//! Whole-system configuration
//!
//! One serde struct mirrors the recognized options; every field has a
//! default so an empty JSON object (or no file at all) yields the stock
//! configuration. Unknown keys are rejected — a typo'd option should fail
//! loudly, not silently fall back.

#![forbid(unsafe_code)]
#![allow(missing_docs)]

use std::path::{Path, PathBuf};

use serde::{Deserialize, Serialize};

use crate::copy::{Framing, LoaderConfig, DEFAULT_FLUSH_ROWS};
use crate::ngram::ExtractorConfig;
use crate::rating::{DEFAULT_INITIAL_RATING, DEFAULT_K_FACTOR};
use crate::store::ConflictClause;

/// Configuration load failures.
#[derive(Debug, thiserror::Error)]
pub enum ConfigError {
    #[error("reading {}: {source}", path.display())]
    Io {
        path: PathBuf,
        #[source]
        source: std::io::Error,
    },
    #[error("parsing {}: {source}", path.display())]
    Parse {
        path: PathBuf,
        #[source]
        source: serde_json::Error,
    },
}

/// Top-level configuration.
#[derive(Clone, Debug, Default, Deserialize, Serialize)]
#[serde(default, deny_unknown_fields)]
pub struct Config {
    /// UCD directory for the seeder.
    pub ucd_data_dir: Option<PathBuf>,
    pub atom_lookup: AtomLookupSection,
    pub ngram: NgramSection,
    pub ingest: IngestSection,
    pub bulk_loader: BulkLoaderSection,
    pub rating: RatingSection,
}

#[derive(Clone, Debug, Deserialize, Serialize)]
#[serde(default, deny_unknown_fields)]
pub struct AtomLookupSection {
    /// Preload the full atom table before ingesting.
    pub preload: bool,
}

impl Default for AtomLookupSection {
    fn default() -> Self {
        AtomLookupSection { preload: false }
    }
}

#[derive(Clone, Debug, Deserialize, Serialize)]
#[serde(default, deny_unknown_fields)]
pub struct NgramSection {
    pub min_frequency: u32,
    pub track_positions: bool,
}

impl Default for NgramSection {
    fn default() -> Self {
        NgramSection { min_frequency: 2, track_positions: true }
    }
}

#[derive(Clone, Debug, Deserialize, Serialize)]
#[serde(default, deny_unknown_fields)]
pub struct IngestSection {
    /// Co-occurrence window, in composition tokens.
    pub cooccurrence_window: usize,
}

impl Default for IngestSection {
    fn default() -> Self {
        IngestSection { cooccurrence_window: 16 }
    }
}

/// Loader framing, as configured.
#[derive(Copy, Clone, Debug, Deserialize, Serialize, PartialEq, Eq)]
#[serde(rename_all = "lowercase")]
pub enum FramingMode {
    Binary,
    Text,
}

#[derive(Clone, Debug, Deserialize, Serialize)]
#[serde(default, deny_unknown_fields)]
pub struct BulkLoaderSection {
    pub mode: FramingMode,
    pub use_staging: bool,
    pub flush_rows: usize,
    pub conflict_clause: String,
}

impl Default for BulkLoaderSection {
    fn default() -> Self {
        BulkLoaderSection {
            mode: FramingMode::Binary,
            use_staging: true,
            flush_rows: DEFAULT_FLUSH_ROWS,
            conflict_clause: "ON CONFLICT (id) DO NOTHING".to_owned(),
        }
    }
}

#[derive(Clone, Debug, Deserialize, Serialize)]
#[serde(default, deny_unknown_fields)]
pub struct RatingSection {
    pub initial: f64,
    pub k_factor: f64,
}

impl Default for RatingSection {
    fn default() -> Self {
        RatingSection { initial: DEFAULT_INITIAL_RATING, k_factor: DEFAULT_K_FACTOR }
    }
}

impl Config {
    /// Load from a JSON file.
    pub fn from_json_file(path: &Path) -> Result<Config, ConfigError> {
        let text = std::fs::read_to_string(path)
            .map_err(|source| ConfigError::Io { path: path.to_owned(), source })?;
        serde_json::from_str(&text)
            .map_err(|source| ConfigError::Parse { path: path.to_owned(), source })
    }

    /// The loader options this configuration selects.
    pub fn loader_config(&self) -> LoaderConfig {
        LoaderConfig {
            framing: match self.bulk_loader.mode {
                FramingMode::Binary => Framing::Binary,
                FramingMode::Text => Framing::Text,
            },
            use_staging: self.bulk_loader.use_staging,
            use_dedup: true,
            flush_rows: self.bulk_loader.flush_rows.max(1),
            conflict: ConflictClause::parse(&self.bulk_loader.conflict_clause),
        }
    }

    /// The extractor options this configuration selects.
    pub fn extractor_config(&self) -> ExtractorConfig {
        ExtractorConfig {
            min_frequency: self.ngram.min_frequency,
            track_positions: self.ngram.track_positions,
        }
    }
}

#[cfg(test)]
mod tests {
    use super::*;

    #[test]
    fn defaults_match_the_recognized_options() {
        let c = Config::default();
        assert!(c.ucd_data_dir.is_none());
        assert!(!c.atom_lookup.preload);
        assert_eq!(c.ngram.min_frequency, 2);
        assert!(c.ngram.track_positions);
        assert_eq!(c.ingest.cooccurrence_window, 16);
        assert_eq!(c.bulk_loader.mode, FramingMode::Binary);
        assert!(c.bulk_loader.use_staging);
        assert_eq!(c.bulk_loader.flush_rows, 65_536);
        assert_eq!(c.rating.initial, 1000.0);
        assert_eq!(c.rating.k_factor, 32.0);
        assert_eq!(c.loader_config().conflict, ConflictClause::DoNothing);
    }

    #[test]
    fn partial_json_overrides_only_named_fields() {
        let c: Config = serde_json::from_str(
            r#"{"ngram": {"min_frequency": 3}, "bulk_loader": {"mode": "text"}}"#,
        )
        .unwrap();
        assert_eq!(c.ngram.min_frequency, 3);
        assert!(c.ngram.track_positions);
        assert_eq!(c.bulk_loader.mode, FramingMode::Text);
        assert_eq!(c.loader_config().framing, Framing::Text);
    }

    #[test]
    fn unknown_keys_are_rejected() {
        assert!(serde_json::from_str::<Config>(r#"{"ngarm": {}}"#).is_err());
    }

    #[test]
    fn file_round_trip() {
        let dir = tempfile::tempdir().unwrap();
        let path = dir.path().join("config.json");
        std::fs::write(&path, r#"{"ingest": {"cooccurrence_window": 8}}"#).unwrap();
        let c = Config::from_json_file(&path).unwrap();
        assert_eq!(c.ingest.cooccurrence_window, 8);
        assert!(matches!(
            Config::from_json_file(&dir.path().join("missing.json")),
            Err(ConfigError::Io { .. })
        ));
    }
}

----------

■ **What to produce**:
Please output all of the entries without changing a single character.

■ **Solution for this exercise**:
//! Whole-system configuration
//!
//! One serde struct mirrors the recognized options; every field has a
//! default so an empty JSON object (or no file at all) yields the stock
//! configuration. Unknown keys are rejected — a typo'd option should fail
//! loudly, not silently fall back.

#![forbid(unsafe_code)]
#![allow(missing_docs)]

use std::path::{Path, PathBuf};

use serde::{Deserialize, Serialize};

use crate::copy::{Framing, LoaderConfig, DEFAULT_FLUSH_ROWS};
use crate::ngram::ExtractorConfig;
use crate::rating::{DEFAULT_INITIAL_RATING, DEFAULT_K_FACTOR};
use crate::store::ConflictClause;

/// Configuration load failures.
#[derive(Debug, thiserror::Error)]
pub enum ConfigError {
    #[error("reading {}: {source}", path.display())]
    Io {
        path: PathBuf,
        #[source]
        source: std::io::Error,
    },
    #[error("parsing {}: {source}", path.display())]
    Parse {
        path: PathBuf,
        #[source]
        source: serde_json::Error,
    },
}

/// Top-level configuration.
#[derive(Clone, Debug, Default, Deserialize, Serialize)]
#[serde(default, deny_unknown_fields)]
pub struct Config {
    /// UCD directory for the seeder.
    pub ucd_data_dir: Option<PathBuf>,
    pub atom_lookup: AtomLookupSection,
    pub ngram: NgramSection,
    pub ingest: IngestSection,
    pub bulk_loader: BulkLoaderSection,
    pub rating: RatingSection,
}

#[derive(Clone, Debug, Deserialize, Serialize)]
#[serde(default, deny_unknown_fields)]
pub struct AtomLookupSection {
    /// Preload the full atom table before ingesting.
    pub preload: bool,
}

impl Default for AtomLookupSection {
    fn default() -> Self {
        AtomLookupSection { preload: false }
    }
}

#[derive(Clone, Debug, Deserialize, Serialize)]
#[serde(default, deny_unknown_fields)]
pub struct NgramSection {
    pub min_frequency: u32,
    pub track_positions: bool,
}

impl Default for NgramSection {
    fn default() -> Self {
        NgramSection { min_frequency: 2, track_positions: true }
    }
}

#[derive(Clone, Debug, Deserialize, Serialize)]
#[serde(default, deny_unknown_fields)]
pub struct IngestSection {
    /// Co-occurrence window, in composition tokens.
    pub cooccurrence_window: usize,
}

impl Default for IngestSection {
    fn default() -> Self {
        IngestSection { cooccurrence_window: 16 }
    }
}

/// Loader framing, as configured.
#[derive(Copy, Clone, Debug, Deserialize, Serialize, PartialEq, Eq)]
#[serde(rename_all = "lowercase")]
pub enum FramingMode {
    Binary,
    Text,
}

#[derive(Clone, Debug, Deserialize, Serialize)]
#[serde(default, deny_unknown_fields)]
pub struct BulkLoaderSection {
    pub mode: FramingMode,
    pub use_staging: bool,
    pub flush_rows: usize,
    pub conflict_clause: String,
}

impl Default for BulkLoaderSection {
    fn default() -> Self {
        BulkLoaderSection {
            mode: FramingMode::Binary,
            use_staging: true,
            flush_rows: DEFAULT_FLUSH_ROWS,
            conflict_clause: "ON CONFLICT (id) DO NOTHING".to_owned(),
        }
    }
}

#[derive(Clone, Debug, Deserialize, Serialize)]
#[serde(default, deny_unknown_fields)]
pub struct RatingSection {
    pub initial: f64,
    pub k_factor: f64,
}

impl Default for RatingSection {
    fn default() -> Self {
        RatingSection { initial: DEFAULT_INITIAL_RATING, k_factor: DEFAULT_K_FACTOR }
    }
}

impl Config {
    /// Load from a JSON file.
    pub fn from_json_file(path: &Path) -> Result<Config, ConfigError> {
        let text = std::fs::read_to_string(path)
            .map_err(|source| ConfigError::Io { path: path.to_owned(), source })?;
        serde_json::from_str(&text)
            .map_err(|source| ConfigError::Parse { path: path.to_owned(), source })
    }

    /// The loader options this configuration selects.
    pub fn loader_config(&self) -> LoaderConfig {
        LoaderConfig {
            framing: match self.bulk_loader.mode {
                FramingMode::Binary => Framing::Binary,
                FramingMode::Text => Framing::Text,
            },
            use_staging: self.bulk_loader.use_staging,
            use_dedup: true,
            flush_rows: self.bulk_loader.flush_rows.max(1),
            conflict: ConflictClause::parse(&self.bulk_loader.conflict_clause),
        }
    }

    /// The extractor options this configuration selects.
    pub fn extractor_config(&self) -> ExtractorConfig {
        ExtractorConfig {
            min_frequency: self.ngram.min_frequency,
            track_positions: self.ngram.track_positions,
        }
    }
}

#[cfg(test)]
mod tests {
    use super::*;

    #[test]
    fn defaults_match_the_recognized_options() {
        let c = Config::default();
        assert!(c.ucd_data_dir.is_none());
        assert!(!c.atom_lookup.preload);
        assert_eq!(c.ngram.min_frequency, 2);
        assert!(c.ngram.track_positions);
        assert_eq!(c.ingest.cooccurrence_window, 16);
        assert_eq!(c.bulk_loader.mode, FramingMode::Binary);
        assert!(c.bulk_loader.use_staging);
        assert_eq!(c.bulk_loader.flush_rows, 65_536);
        assert_eq!(c.rating.initial, 1000.0);
        assert_eq!(c.rating.k_factor, 32.0);
        assert_eq!(c.loader_config().conflict, ConflictClause::DoNothing);
    }

    #[test]
    fn partial_json_overrides_only_named_fields() {
        let c: Config = serde_json::from_str(
            r#"{"ngram": {"min_frequency": 3}, "bulk_loader": {"mode": "text"}}"#,
        )
        .unwrap();
        assert_eq!(c.ngram.min_frequency, 3);
        assert!(c.ngram.track_positions);
        assert_eq!(c.bulk_loader.mode, FramingMode::Text);
        assert_eq!(c.loader_config().framing, Framing::Text);
    }

    #[test]
    fn unknown_keys_are_rejected() {
        assert!(serde_json::from_str::<Config>(r#"{"ngarm": {}}"#).is_err());
    }

    #[test]
    fn file_round_trip() {
        let dir = tempfile::tempdir().unwrap();
        let path = dir.path().join("config.json");
        std::fs::write(&path, r#"{"ingest": {"cooccurrence_window": 8}}"#).unwrap();
        let c = Config::from_json_file(&path).unwrap();
        assert_eq!(c.ingest.cooccurrence_window, 8);
        assert!(matches!(
            Config::from_json_file(&dir.path().join("missing.json")),
            Err(ConfigError::Io { .. })
        ));
    }
}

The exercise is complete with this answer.